Но Франсуаза, уставившись в землю, упорствовала:
— Я хочу получить свою долю.
— Это было бы лучше всего, — пробормотал старик Фуан.
Тогда Жан взял ее тихонько за руки и посадил к себе на колени; он держал ее так некоторое время, дрожа от прикосновения своих рук к ее коже.
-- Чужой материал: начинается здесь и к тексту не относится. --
use anyhow::{Context, Result};
use serde::{Deserialize, Serialize};
use std::path::{Path, PathBuf};
use std::str::FromStr;
use url::Url;

use crate::error::ConfigError;

/// Environment variable that overrides `weather.api_key`.
pub const API_KEY_ENV: &str = "OPENWEATHER_API_KEY";

/// Upper bound on forecast days the provider can cover.
pub const MAX_FORECAST_DAYS: usize = 5;

/// OpenWeatherMap data endpoint used when `weather.api_url` is not set.
pub const DEFAULT_API_URL: &str = "https://api.openweathermap.org/data/2.5";
/// OpenWeatherMap geocoding endpoint used when `weather.geocoding_url` is not set.
pub const DEFAULT_GEOCODING_URL: &str = "https://api.openweathermap.org/geo/1.0";

/// Configuration validation errors
#[derive(Debug, Clone)]
pub struct ConfigValidationError {
    pub field: String,
    pub message: String,
}

impl std::fmt::Display for ConfigValidationError {
    fn fmt(&self, f: &mut std::fmt::Formatter<'_>) -> std::fmt::Result {
        write!(f, "{}: {}", self.field, self.message)
    }
}

/// Result of config validation
#[derive(Debug, Clone, Default)]
pub struct ValidationResult {
    pub errors: Vec<ConfigValidationError>,
    pub warnings: Vec<ConfigValidationError>,
}

impl ValidationResult {
    /// Returns true if there are no errors (warnings are OK)
    pub fn is_valid(&self) -> bool {
        self.errors.is_empty()
    }

    /// Add an error
    pub fn add_error(&mut self, field: impl Into<String>, message: impl Into<String>) {
        self.errors.push(ConfigValidationError {
            field: field.into(),
            message: message.into(),
        });
    }

    /// Add a warning
    pub fn add_warning(&mut self, field: impl Into<String>, message: impl Into<String>) {
        self.warnings.push(ConfigValidationError {
            field: field.into(),
            message: message.into(),
        });
    }

    /// Get a user-friendly message summarizing all errors
    pub fn error_summary(&self) -> String {
        if self.errors.is_empty() {
            return String::new();
        }
        self.errors
            .iter()
            .map(|e| e.to_string())
            .collect::<Vec<_>>()
            .join("; ")
    }
}

/// Temperature unit used for display.
#[derive(Debug, Clone, Copy, PartialEq, Eq, Hash, Serialize, Deserialize, Default)]
#[serde(rename_all = "lowercase")]
pub enum TemperatureUnit {
    #[default]
    Celsius,
    Fahrenheit,
}

impl TemperatureUnit {
    /// The other unit.
    pub fn toggle(self) -> Self {
        match self {
            Self::Celsius => Self::Fahrenheit,
            Self::Fahrenheit => Self::Celsius,
        }
    }

    pub fn symbol(self) -> &'static str {
        match self {
            Self::Celsius => "°C",
            Self::Fahrenheit => "°F",
        }
    }
}

impl std::fmt::Display for TemperatureUnit {
    fn fmt(&self, f: &mut std::fmt::Formatter<'_>) -> std::fmt::Result {
        match self {
            Self::Celsius => f.write_str("celsius"),
            Self::Fahrenheit => f.write_str("fahrenheit"),
        }
    }
}

impl FromStr for TemperatureUnit {
    type Err = String;

    fn from_str(s: &str) -> std::result::Result<Self, Self::Err> {
        match s.trim().to_lowercase().as_str() {
            "c" | "celsius" | "metric" => Ok(Self::Celsius),
            "f" | "fahrenheit" | "imperial" => Ok(Self::Fahrenheit),
            other => Err(format!("unknown temperature unit: {}", other)),
        }
    }
}

#[derive(Debug, Clone, Serialize, Deserialize)]
pub struct Config {
    /// Application configuration directory
    #[serde(skip, default = "default_config_dir")]
    pub config_dir: PathBuf,

    /// Weather provider settings
    #[serde(default)]
    pub weather: WeatherConfig,

    /// Daily forecast aggregation settings
    #[serde(default)]
    pub forecast: ForecastConfig,

    /// Fixed position used by the "use my location" path
    #[serde(default)]
    pub location: LocationConfig,
}

#[derive(Debug, Clone, Serialize, Deserialize)]
pub struct WeatherConfig {
    /// OpenWeatherMap API key (overridden by `OPENWEATHER_API_KEY`)
    #[serde(default, skip_serializing_if = "Option::is_none")]
    pub api_key: Option<String>,

    /// Base URL for the current weather and forecast endpoints
    #[serde(default = "default_api_url")]
    pub api_url: String,

    /// Base URL for the geocoding endpoint
    #[serde(default = "default_geocoding_url")]
    pub geocoding_url: String,

    /// Initial display unit
    #[serde(default)]
    pub temperature_unit: TemperatureUnit,
}

fn default_api_url() -> String {
    DEFAULT_API_URL.to_string()
}

fn default_geocoding_url() -> String {
    DEFAULT_GEOCODING_URL.to_string()
}

impl Default for WeatherConfig {
    fn default() -> Self {
        Self {
            api_key: None,
            api_url: default_api_url(),
            geocoding_url: default_geocoding_url(),
            temperature_unit: TemperatureUnit::Celsius,
        }
    }
}

impl WeatherConfig {
    /// Check if an API key is present (not a placeholder)
    pub fn is_configured(&self) -> bool {
        self.api_key
            .as_deref()
            .is_some_and(|k| !k.trim().is_empty() && !k.starts_with("YOUR_"))
    }
}

#[derive(Debug, Clone, Serialize, Deserialize)]
pub struct ForecastConfig {
    /// Number of days kept after aggregation (1-5)
    #[serde(default = "default_max_days")]
    pub max_days: usize,

    /// Drop today's group once the location-local hour reaches this value
    #[serde(default, skip_serializing_if = "Option::is_none")]
    pub exclude_today_after_hour: Option<u32>,

    /// Drop days covered by fewer samples than this
    #[serde(default, skip_serializing_if = "Option::is_none")]
    pub min_samples_per_day: Option<usize>,
}

fn default_max_days() -> usize {
    MAX_FORECAST_DAYS
}

impl Default for ForecastConfig {
    fn default() -> Self {
        Self {
            max_days: default_max_days(),
            exclude_today_after_hour: None,
            min_samples_per_day: None,
        }
    }
}

#[derive(Debug, Clone, Default, Serialize, Deserialize)]
pub struct LocationConfig {
    #[serde(default, skip_serializing_if = "Option::is_none")]
    pub latitude: Option<f64>,
    #[serde(default, skip_serializing_if = "Option::is_none")]
    pub longitude: Option<f64>,
}

impl LocationConfig {
    /// Configured coordinates, if both halves are present.
    pub fn coordinates(&self) -> Option<(f64, f64)> {
        self.latitude.zip(self.longitude)
    }
}

fn default_config_dir() -> PathBuf {
    dirs::config_dir()
        .unwrap_or_else(|| PathBuf::from("."))
        .join("nimbus")
}

impl Default for Config {
    fn default() -> Self {
        Self {
            config_dir: default_config_dir(),
            weather: WeatherConfig::default(),
            forecast: ForecastConfig::default(),
            location: LocationConfig::default(),
        }
    }
}

impl Config {
    /// Load configuration from the default location, creating it if it doesn't exist
    pub fn load() -> Result<Self> {
        let config_path = Self::config_path()?;
        Self::load_from(&config_path)
    }

    /// Load configuration from an explicit path, creating a default file if missing
    pub fn load_from(config_path: &Path) -> Result<Self> {
        let mut config = if config_path.exists() {
            let contents = std::fs::read_to_string(config_path)
                .context("Failed to read config file")?;

            let mut config: Config = toml::from_str(&contents).map_err(|e| {
                ConfigError::ParseError(format!("{}: {}", config_path.display(), e))
            })?;
            if let Some(dir) = config_path.parent() {
                config.config_dir = dir.to_path_buf();
            }
            config
        } else {
            let mut config = Self::default();
            if let Some(dir) = config_path.parent() {
                config.config_dir = dir.to_path_buf();
            }
            config.save_to(config_path)?;
            tracing::info!("Created default config at {}", config_path.display());
            config
        };

        config.apply_env_overrides();
        Ok(config)
    }

    /// Load the default config file and validate it
    ///
    /// Warnings are logged. Validation errors fail with [`ConfigError::Invalid`].
    pub fn load_validated() -> Result<Self> {
        let config_path = Self::config_path()?;
        Self::load_validated_from(&config_path)
    }

    pub fn load_validated_from(config_path: &Path) -> Result<Self> {
        let config = Self::load_from(config_path)?;
        let validation = config.validate();

        for warning in &validation.warnings {
            tracing::warn!("Config warning: {}", warning);
        }
        if !validation.is_valid() {
            return Err(ConfigError::Invalid(validation.error_summary()).into());
        }

        Ok(config)
    }

    fn apply_env_overrides(&mut self) {
        if let Ok(key) = std::env::var(API_KEY_ENV) {
            if !key.trim().is_empty() {
                tracing::debug!("Using API key from {}", API_KEY_ENV);
                self.weather.api_key = Some(key);
            }
        }
    }

    /// Validate the configuration
    ///
    /// Returns a ValidationResult containing any errors or warnings.
    pub fn validate(&self) -> ValidationResult {
        let mut result = ValidationResult::default();

        self.validate_url(&self.weather.api_url, "weather.api_url", &mut result);
        self.validate_url(
            &self.weather.geocoding_url,
            "weather.geocoding_url",
            &mut result,
        );

        // Missing key only matters once a request is made
        if !self.weather.is_configured() {
            result.add_warning(
                "weather.api_key",
                format!("No API key configured - set {} or weather.api_key", API_KEY_ENV),
            );
        }

        if self.forecast.max_days == 0 {
            result.add_error("forecast.max_days", "Forecast must keep at least one day");
        } else if self.forecast.max_days > MAX_FORECAST_DAYS {
            result.add_warning(
                "forecast.max_days",
                format!("Provider covers at most {} days", MAX_FORECAST_DAYS),
            );
        }

        if let Some(hour) = self.forecast.exclude_today_after_hour {
            if hour > 23 {
                result.add_error(
                    "forecast.exclude_today_after_hour",
                    format!("Hour must be between 0 and 23, got {}", hour),
                );
            }
        }

        if self.forecast.min_samples_per_day == Some(0) {
            result.add_warning(
                "forecast.min_samples_per_day",
                "A minimum of 0 samples has no effect",
            );
        }

        match (self.location.latitude, self.location.longitude) {
            (Some(lat), Some(lon)) => {
                if !(-90.0..=90.0).contains(&lat) {
                    result.add_error("location.latitude", "Latitude must be within -90..90");
                }
                if !(-180.0..=180.0).contains(&lon) {
                    result.add_error("location.longitude", "Longitude must be within -180..180");
                }
            }
            (None, None) => {}
            _ => {
                result.add_error(
                    "location",
                    "Both latitude and longitude must be set together",
                );
            }
        }

        result
    }

    /// Validate a URL field
    fn validate_url(&self, url_str: &str, field_name: &str, result: &mut ValidationResult) {
        match Url::parse(url_str) {
            Ok(url) => {
                if url.scheme() != "http" && url.scheme() != "https" {
                    result.add_error(
                        field_name,
                        format!("URL must use http or https scheme, got: {}", url.scheme()),
                    );
                }

                if url.host().is_none() {
                    result.add_error(field_name, "URL must have a host");
                }

                if let Some(port) = url.port() {
                    if port == 0 {
                        result.add_error(field_name, "Port cannot be 0");
                    }
                }
            }
            Err(e) => {
                result.add_error(field_name, format!("Invalid URL: {}", e));
            }
        }
    }

    fn save_to(&self, config_path: &Path) -> Result<()> {
        if let Some(parent) = config_path.parent() {
            std::fs::create_dir_all(parent)
                .context("Failed to create config directory")?;
        }

        let contents = toml::to_string_pretty(self)
            .context("Failed to serialize config")?;

        std::fs::write(config_path, contents)
            .context("Failed to write config file")?;

        Ok(())
    }

    /// Get the path to the configuration file
    pub fn config_path() -> Result<PathBuf> {
        let config_dir = dirs::config_dir()
            .context("Failed to get config directory")?
            .join("nimbus");

        Ok(config_dir.join("config.toml"))
    }
}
Он начал говорить своим добрым голосом, который все чаще и чаще прерывался, по мере того как он уговаривал ее остаться. Куда она пойдет? К чужим людям в услужение, в Клуа или Шатоден? Разве ей здесь не лучше, среди своих, в доме, где она выросла, окруженная любовью? Слушая Жана, Франсуаза, в свою очередь, смягчалась. Ей и в голову не приходило, что он влюблен в нее, и она повиновалась ему по привычке, по дружбе, отчасти из страха, так как считала его очень серьезным человеком.
— Я хочу получить свою долю, — повторяла она уже менее настойчиво, — но я не говорю, что сейчас же уйду.
— Дура, — вмешался Бюто, — а куда ж ты ее ткнешь, если останешься здесь? Ведь ты здесь на всем готовом, все равно, как и твоя сестра, как я: зачем тебе половина, если у тебя есть все!.. Ведь это смешно!.. Послушай-ка! Мы совершим раздел в день твоей свадьбы.
Глаза Жана, уставившиеся на нее, потухли; у него упало сердце.
— Слышишь, в день твоей свадьбы. Франсуаза была подавлена и ничего не ответила.
— А теперь, милая Франсуаза, поцелуй сестру. Так будет лучше.
Лиза еще не потеряла своего расположения к сестре и своей добродушной веселости располневшей кумушки. Когда Франсуаза бросилась к ней на шею, она расплакалась. Бюто, радуясь, что добился отсрочки, воскликнул:
— Надо, черт побери, хлопнуть по стаканчику.
Он принес пять стаканов, откупорил бутылку, затем сходил за второй. Землистое лицо старика Фуана раскраснелось, и он принялся объяснять, что, собственно, настаивает на разделе, потому что считает это своим долгом. Все, и мужчины и женщины, пили за здоровье каждого и всей компании.